Video has evolved beyond the traditional store, airport, and stadium applications commonly used by surveillance teams and law enforcement. In recent years, we have seen related systems more frequently introduced in workplaces, city centers, offices, homes, commercial buildings, and higher education campuses.
It is not just uses that have evolved, but also the technology, image, footage quality, and intelligence of the output that has reached new heights. This type of video usage has truly moved beyond the essence of simply capturing images and footage.
Artificial intelligence, deep learning, machine learning, computer vision, and the Internet of Things (IoT) turn what was once a simple video feed into intelligence and insights. Surveillance systems’ footage helps predict and manage scenarios to improve security, identify objects, and ensure worker safety, making way for everything from remote management and traffic monitoring to leveraging biometrics for identification and authentication.
This use of video has played an influential role in organizations and society. Integrated cameras, sensors, recording systems, and analytic software form single systems, sometimes with workflows attached, making raw footage intelligent, searchable, and actionable.

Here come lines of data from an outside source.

//! Wire layout of the record the companion writes into shared memory.
//!
//! Six little-endian f32 action units back to back, no header. Both sides
//! agree on the layout out of band, so the offsets below are the contract.

use crate::error::{KinectError, Result};

pub const BROW_RAISER_OFFSET: usize = 0;
pub const BROW_LOWER_OFFSET: usize = 4;
pub const JAW_LOWER_OFFSET: usize = 8;
pub const LIP_STRETCHER_OFFSET: usize = 12;
pub const LIP_CORNER_DEPRESSOR_OFFSET: usize = 16;
pub const LIP_RAISER_OFFSET: usize = 20;

pub const FACE_STATE_SIZE: usize = 24;

/// Raw action-unit intensities for one frame.
#[derive(Debug, Clone, Copy, Default, PartialEq)]
pub struct FaceState {
    pub brow_raiser: f32,
    pub brow_lower: f32,
    pub jaw_lower: f32,
    pub lip_stretcher: f32,
    pub lip_corner_depressor: f32,
    pub lip_raiser: f32,
}

impl FaceState {
    pub fn to_bytes(&self) -> [u8; FACE_STATE_SIZE] {
        let mut buf = [0u8; FACE_STATE_SIZE];
        put_f32(&mut buf, BROW_RAISER_OFFSET, self.brow_raiser);
        put_f32(&mut buf, BROW_LOWER_OFFSET, self.brow_lower);
        put_f32(&mut buf, JAW_LOWER_OFFSET, self.jaw_lower);
        put_f32(&mut buf, LIP_STRETCHER_OFFSET, self.lip_stretcher);
        put_f32(&mut buf, LIP_CORNER_DEPRESSOR_OFFSET, self.lip_corner_depressor);
        put_f32(&mut buf, LIP_RAISER_OFFSET, self.lip_raiser);
        buf
    }

    /// Trailing bytes past the record are ignored.
    pub fn from_bytes(bytes: &[u8]) -> Result<Self> {
        if bytes.len() < FACE_STATE_SIZE {
            return Err(KinectError::ReadFailure(format!(
                "expected {} bytes, got {}",
                FACE_STATE_SIZE,
                bytes.len()
            )));
        }

        Ok(Self {
            brow_raiser: get_f32(bytes, BROW_RAISER_OFFSET),
            brow_lower: get_f32(bytes, BROW_LOWER_OFFSET),
            jaw_lower: get_f32(bytes, JAW_LOWER_OFFSET),
            lip_stretcher: get_f32(bytes, LIP_STRETCHER_OFFSET),
            lip_corner_depressor: get_f32(bytes, LIP_CORNER_DEPRESSOR_OFFSET),
            lip_raiser: get_f32(bytes, LIP_RAISER_OFFSET),
        })
    }
}

fn put_f32(buf: &mut [u8; FACE_STATE_SIZE], offset: usize, value: f32) {
    buf[offset..offset + 4].copy_from_slice(&value.to_le_bytes());
}

// Caller has checked the length.
fn get_f32(bytes: &[u8], offset: usize) -> f32 {
    let mut raw = [0u8; 4];
    raw.copy_from_slice(&bytes[offset..offset + 4]);
    f32::from_le_bytes(raw)
}

#[cfg(test)]
mod tests {
    use super::*;

    #[test]
    fn test_fields_land_at_declared_offsets() {
        let state = FaceState {
            brow_raiser: 1.0,
            brow_lower: 2.0,
            jaw_lower: 3.0,
            lip_stretcher: 4.0,
            lip_corner_depressor: 5.0,
            lip_raiser: -6.0,
        };
        let bytes = state.to_bytes();

        assert_eq!(&bytes[0..4], &1.0f32.to_le_bytes());
        assert_eq!(&bytes[8..12], &3.0f32.to_le_bytes());
        assert_eq!(&bytes[20..24], &(-6.0f32).to_le_bytes());
        assert_eq!(FaceState::from_bytes(&bytes).unwrap(), state);
    }

    #[test]
    fn test_short_buffer_is_read_failure() {
        let err = FaceState::from_bytes(&[0u8; FACE_STATE_SIZE - 1]).unwrap_err();
        assert!(matches!(err, KinectError::ReadFailure(_)));
    }

    #[test]
    fn test_zeroed_region_decodes_to_neutral_state() {
        let state = FaceState::from_bytes(&[0u8; FACE_STATE_SIZE + 8]).unwrap();
        assert_eq!(state, FaceState::default());
    }
}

The rise in sophistication of video technology has also seen camera technology and image quality reach dramatically improved resolutions, leading to significantly larger file sizes. Organizations must manage unprecedented volumes of data, storage capacities, and high bandwidth requirements, which prove costly. The challenge heightens when considering remote use cases like utilities, logistics, and transportation and when to transmit data from the edge to the cloud using cellular connectivity. The high transmission and bandwidth availability cost often limits the application’s usability or adversely impacts reliability.
Data compression is the answer to managing these volume, capacity, and bandwidth challenges in modern video surveillance. Video compression allows large, raw video streams to be compressed into smaller files for efficient transmission. However, for compression to be highly effective, it is essential the solution incorporates a video stream optimizer. This addition further reduces the bandwidth and storage space required per camera stream, significantly reducing overall management costs while video resolution and frame rate are not compromised.
Our Seneca xCompress video compression solution helps navigate the challenges of operating mission-critical surveillance installations. The solution enables file compression of up to 90%* without compromising video quality and lowering bandwidth and storage requirements, reducing the compute and processing necessary when allowing the transmission of large files. xCompress also minimizes the hardware needed to process and store data, meaning lower overall costs.
Seneca’s xCompress solution recently received an honorable mention in the Video Surveillance Data Storage category of the ISC West New Product Showcase.